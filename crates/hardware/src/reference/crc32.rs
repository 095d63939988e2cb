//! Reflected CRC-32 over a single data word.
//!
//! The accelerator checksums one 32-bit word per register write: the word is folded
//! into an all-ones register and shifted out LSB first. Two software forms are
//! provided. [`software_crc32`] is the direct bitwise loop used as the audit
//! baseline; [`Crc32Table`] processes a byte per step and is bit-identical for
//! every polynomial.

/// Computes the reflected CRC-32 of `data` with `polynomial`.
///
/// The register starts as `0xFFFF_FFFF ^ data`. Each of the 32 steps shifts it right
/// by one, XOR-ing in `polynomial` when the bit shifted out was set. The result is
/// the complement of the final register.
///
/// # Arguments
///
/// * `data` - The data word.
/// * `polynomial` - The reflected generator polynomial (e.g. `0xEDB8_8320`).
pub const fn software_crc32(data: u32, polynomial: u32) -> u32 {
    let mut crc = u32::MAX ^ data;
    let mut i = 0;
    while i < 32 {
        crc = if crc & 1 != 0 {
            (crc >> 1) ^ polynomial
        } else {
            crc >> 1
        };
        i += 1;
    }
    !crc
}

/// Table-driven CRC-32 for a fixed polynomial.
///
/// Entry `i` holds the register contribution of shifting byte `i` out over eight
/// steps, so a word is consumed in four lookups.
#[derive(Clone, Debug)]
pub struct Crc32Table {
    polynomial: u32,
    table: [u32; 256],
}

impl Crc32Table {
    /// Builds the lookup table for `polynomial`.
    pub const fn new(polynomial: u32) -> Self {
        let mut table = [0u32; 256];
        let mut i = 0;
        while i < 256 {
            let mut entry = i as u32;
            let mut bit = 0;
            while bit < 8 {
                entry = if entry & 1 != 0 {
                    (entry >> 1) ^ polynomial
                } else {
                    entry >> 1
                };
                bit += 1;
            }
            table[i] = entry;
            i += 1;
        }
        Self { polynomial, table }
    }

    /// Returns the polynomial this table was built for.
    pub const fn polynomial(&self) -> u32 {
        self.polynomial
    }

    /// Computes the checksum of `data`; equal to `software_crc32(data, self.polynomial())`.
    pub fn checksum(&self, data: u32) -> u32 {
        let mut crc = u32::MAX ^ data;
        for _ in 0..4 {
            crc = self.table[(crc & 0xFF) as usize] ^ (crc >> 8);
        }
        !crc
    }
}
◇ ◇ ◇ ◇ ◇ ◇ ◇
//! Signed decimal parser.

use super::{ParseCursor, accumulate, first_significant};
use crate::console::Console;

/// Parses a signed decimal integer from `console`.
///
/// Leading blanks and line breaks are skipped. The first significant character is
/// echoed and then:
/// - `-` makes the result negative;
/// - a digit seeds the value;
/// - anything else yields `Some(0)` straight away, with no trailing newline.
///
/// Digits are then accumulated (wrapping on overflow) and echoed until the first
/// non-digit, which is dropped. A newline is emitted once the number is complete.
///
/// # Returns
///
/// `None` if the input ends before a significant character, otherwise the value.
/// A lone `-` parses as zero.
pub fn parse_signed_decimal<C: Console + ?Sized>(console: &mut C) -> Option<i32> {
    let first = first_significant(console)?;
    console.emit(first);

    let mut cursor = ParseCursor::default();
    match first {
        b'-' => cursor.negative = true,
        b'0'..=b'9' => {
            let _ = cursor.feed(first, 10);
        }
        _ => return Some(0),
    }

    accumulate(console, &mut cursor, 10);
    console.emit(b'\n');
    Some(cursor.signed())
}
◇ ◇ ◇ ◇ ◇ ◇ ◇
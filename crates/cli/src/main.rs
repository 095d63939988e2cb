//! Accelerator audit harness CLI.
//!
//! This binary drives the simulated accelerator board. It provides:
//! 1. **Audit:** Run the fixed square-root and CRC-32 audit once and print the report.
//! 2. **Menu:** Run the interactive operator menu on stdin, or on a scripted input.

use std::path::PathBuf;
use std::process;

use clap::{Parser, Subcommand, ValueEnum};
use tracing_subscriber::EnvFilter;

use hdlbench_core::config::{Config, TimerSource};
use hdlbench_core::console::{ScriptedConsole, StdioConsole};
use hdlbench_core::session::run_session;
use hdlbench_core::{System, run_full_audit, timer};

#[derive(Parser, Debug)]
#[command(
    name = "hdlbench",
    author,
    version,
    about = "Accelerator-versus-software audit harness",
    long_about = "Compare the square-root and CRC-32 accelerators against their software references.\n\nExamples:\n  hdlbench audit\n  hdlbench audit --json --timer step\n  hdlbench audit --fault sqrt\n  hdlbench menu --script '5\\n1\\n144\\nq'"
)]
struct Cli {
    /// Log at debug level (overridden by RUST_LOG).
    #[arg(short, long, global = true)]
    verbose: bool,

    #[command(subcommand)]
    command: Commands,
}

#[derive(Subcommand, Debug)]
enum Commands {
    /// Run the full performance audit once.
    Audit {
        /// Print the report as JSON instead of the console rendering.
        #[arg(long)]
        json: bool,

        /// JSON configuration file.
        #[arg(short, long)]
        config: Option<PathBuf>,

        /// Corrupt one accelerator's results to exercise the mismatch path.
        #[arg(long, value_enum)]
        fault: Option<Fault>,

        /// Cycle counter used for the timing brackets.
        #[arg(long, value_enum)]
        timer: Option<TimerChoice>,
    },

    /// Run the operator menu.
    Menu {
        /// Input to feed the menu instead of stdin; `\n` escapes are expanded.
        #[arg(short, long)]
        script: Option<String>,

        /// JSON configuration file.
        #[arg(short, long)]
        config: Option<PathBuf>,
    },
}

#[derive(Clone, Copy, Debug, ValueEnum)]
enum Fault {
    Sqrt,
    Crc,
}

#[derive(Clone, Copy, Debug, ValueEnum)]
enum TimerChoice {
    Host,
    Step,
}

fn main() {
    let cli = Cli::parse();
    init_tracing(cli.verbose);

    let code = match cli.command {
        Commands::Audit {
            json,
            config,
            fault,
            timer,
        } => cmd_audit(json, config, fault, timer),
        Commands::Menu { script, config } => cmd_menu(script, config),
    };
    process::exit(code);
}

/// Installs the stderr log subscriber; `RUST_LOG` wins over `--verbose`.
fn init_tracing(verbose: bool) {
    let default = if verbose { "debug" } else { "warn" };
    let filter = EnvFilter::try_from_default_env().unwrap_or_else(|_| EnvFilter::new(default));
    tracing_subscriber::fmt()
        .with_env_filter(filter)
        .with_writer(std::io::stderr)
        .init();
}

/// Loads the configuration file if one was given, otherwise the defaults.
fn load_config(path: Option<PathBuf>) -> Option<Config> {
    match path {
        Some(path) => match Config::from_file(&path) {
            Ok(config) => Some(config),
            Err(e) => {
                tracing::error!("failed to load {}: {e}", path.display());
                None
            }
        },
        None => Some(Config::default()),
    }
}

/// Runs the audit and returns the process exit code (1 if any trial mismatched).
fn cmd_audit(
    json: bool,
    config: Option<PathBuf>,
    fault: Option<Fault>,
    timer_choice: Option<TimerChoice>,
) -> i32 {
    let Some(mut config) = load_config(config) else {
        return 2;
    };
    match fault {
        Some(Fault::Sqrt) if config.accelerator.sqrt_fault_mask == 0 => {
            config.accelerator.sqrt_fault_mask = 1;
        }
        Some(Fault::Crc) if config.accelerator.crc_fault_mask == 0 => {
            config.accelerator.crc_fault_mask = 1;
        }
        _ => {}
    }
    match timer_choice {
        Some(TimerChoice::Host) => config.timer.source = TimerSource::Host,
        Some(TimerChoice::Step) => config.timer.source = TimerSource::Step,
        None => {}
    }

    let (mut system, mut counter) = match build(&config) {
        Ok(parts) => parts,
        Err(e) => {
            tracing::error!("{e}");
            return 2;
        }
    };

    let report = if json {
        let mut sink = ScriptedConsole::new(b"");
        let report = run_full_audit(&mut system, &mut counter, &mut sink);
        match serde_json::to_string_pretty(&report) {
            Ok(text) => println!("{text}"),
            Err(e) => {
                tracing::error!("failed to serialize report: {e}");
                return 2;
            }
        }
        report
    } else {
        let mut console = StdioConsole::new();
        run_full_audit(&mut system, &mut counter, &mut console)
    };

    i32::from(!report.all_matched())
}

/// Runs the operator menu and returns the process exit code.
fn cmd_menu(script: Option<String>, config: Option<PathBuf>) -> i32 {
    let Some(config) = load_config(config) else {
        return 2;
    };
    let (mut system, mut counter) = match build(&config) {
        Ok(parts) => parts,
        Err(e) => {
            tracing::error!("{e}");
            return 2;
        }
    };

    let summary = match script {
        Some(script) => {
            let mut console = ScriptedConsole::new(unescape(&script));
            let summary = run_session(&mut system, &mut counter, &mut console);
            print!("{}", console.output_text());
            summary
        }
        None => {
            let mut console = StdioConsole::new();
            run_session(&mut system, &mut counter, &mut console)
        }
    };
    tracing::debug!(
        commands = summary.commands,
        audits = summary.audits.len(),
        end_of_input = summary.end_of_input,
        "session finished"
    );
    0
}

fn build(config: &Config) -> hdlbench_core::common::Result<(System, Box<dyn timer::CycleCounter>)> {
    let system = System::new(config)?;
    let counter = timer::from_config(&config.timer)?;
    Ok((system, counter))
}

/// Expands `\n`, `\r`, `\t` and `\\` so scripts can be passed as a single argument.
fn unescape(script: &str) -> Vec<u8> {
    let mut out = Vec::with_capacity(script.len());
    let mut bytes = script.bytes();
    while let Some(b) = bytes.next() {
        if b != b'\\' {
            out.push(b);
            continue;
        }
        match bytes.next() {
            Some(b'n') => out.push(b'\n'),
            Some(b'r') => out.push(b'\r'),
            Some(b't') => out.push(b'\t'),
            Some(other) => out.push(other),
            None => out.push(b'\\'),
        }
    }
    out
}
◇ ◇ ◇ ◇ ◇ ◇ ◇
Work to be completed → What is the number of lines above that contain the string "Computes"? Answer with the number alone.

Answer space → 2